Somebody cited the lives of Christ and Buddha, but Verney contended that in their case it was love of the people, love of humankind, as contrasted with the love of the individual. That Lincoln, in his latter days, might reasonably be put in a similar category. He says that, as far as he has observed and read, no man does the very highest type of work of which he is capable until he is in some way touched by love. That without the element of love, human ambitions are utterly selfish, and, as such, dangerous to all who come in contact with them. That, though we all of us now and then see the effect of love upon individuals, there are many more affected by it whom, in the nature of things, we are unable to see. Just as the most advanced students now agree that the secretions from the reproductive glands in some mysterious way vitalize and energize the whole physical mechanism of life, just so does the emotion of love vitalize and energize life itself. Life without love is conceivable, but it is life senescent.

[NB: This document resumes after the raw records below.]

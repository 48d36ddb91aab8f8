use axum::extract::State;
use axum::routing::get;
use axum::{Json, Router};
use serde::Serialize;

use crate::state::AppState;

#[derive(Debug, Serialize)]
struct CacheStatsResponse {
    #[serde(rename = "cachedGraphs")]
    cached_graphs: u64,
    hits: u64,
    misses: u64,
    bypasses: u64,
}

pub fn router() -> Router<AppState> {
    Router::new().route("/optim/cache/stats", get(cache_stats))
}

async fn cache_stats(State(state): State<AppState>) -> Json<CacheStatsResponse> {
    let counters = state.cache.counters();
    Json(CacheStatsResponse {
        cached_graphs: state.cache.entry_count(),
        hits: counters.hits,
        misses: counters.misses,
        bypasses: counters.bypasses,
    })
}
//! Relational graph engine adapter (spec §4.E): a Postgres-backed
//! `GraphEngine` storing nodes and edges in two flat tables plus a `graphs`
//! metadata table, with impact analysis implemented as a frontier-loop BFS
//! rather than a naive recursive CTE (spec §9).

mod engine;
mod error;
mod queries;
mod rows;

pub use engine::RelationalEngine;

Then Don took out his notebook, and read us a quotation from Jung, which he characterized as a “rare bit in five hundred pages of rot!” Here it is:
It is the incapacity to love which robs mankind of its possibilities. This world is empty to him alone who does not understand how to direct his desire towards objects and to render them alive and beautiful for himself for Beauty does not tend to lie in things, but in the feeling that we give to them.
By some accident my eye fell upon Lillian Barton, and she, curiously enough, with her own eyes half hidden behind her hand—we were all seated in front of the big grate—was watching Mary Hale, who in her turn was staring with unwinking eyes into the fire. What did she see there? I wonder. I, too, have watched her many times, not from mere impertinent or idle curiosity, but because I like her and I like Verney very much, and because I see in them, or at any rate, I think I see, an unselfish love manifesting itself across insurmountable barriers. Her voice when she speaks to him contains a note of such unspeakable sweetness that his name is a caress, and his eyes, to anyone not entirely blind, are a trumpeting declaration of love! It is really one of the prettiest things I have ever witnessed.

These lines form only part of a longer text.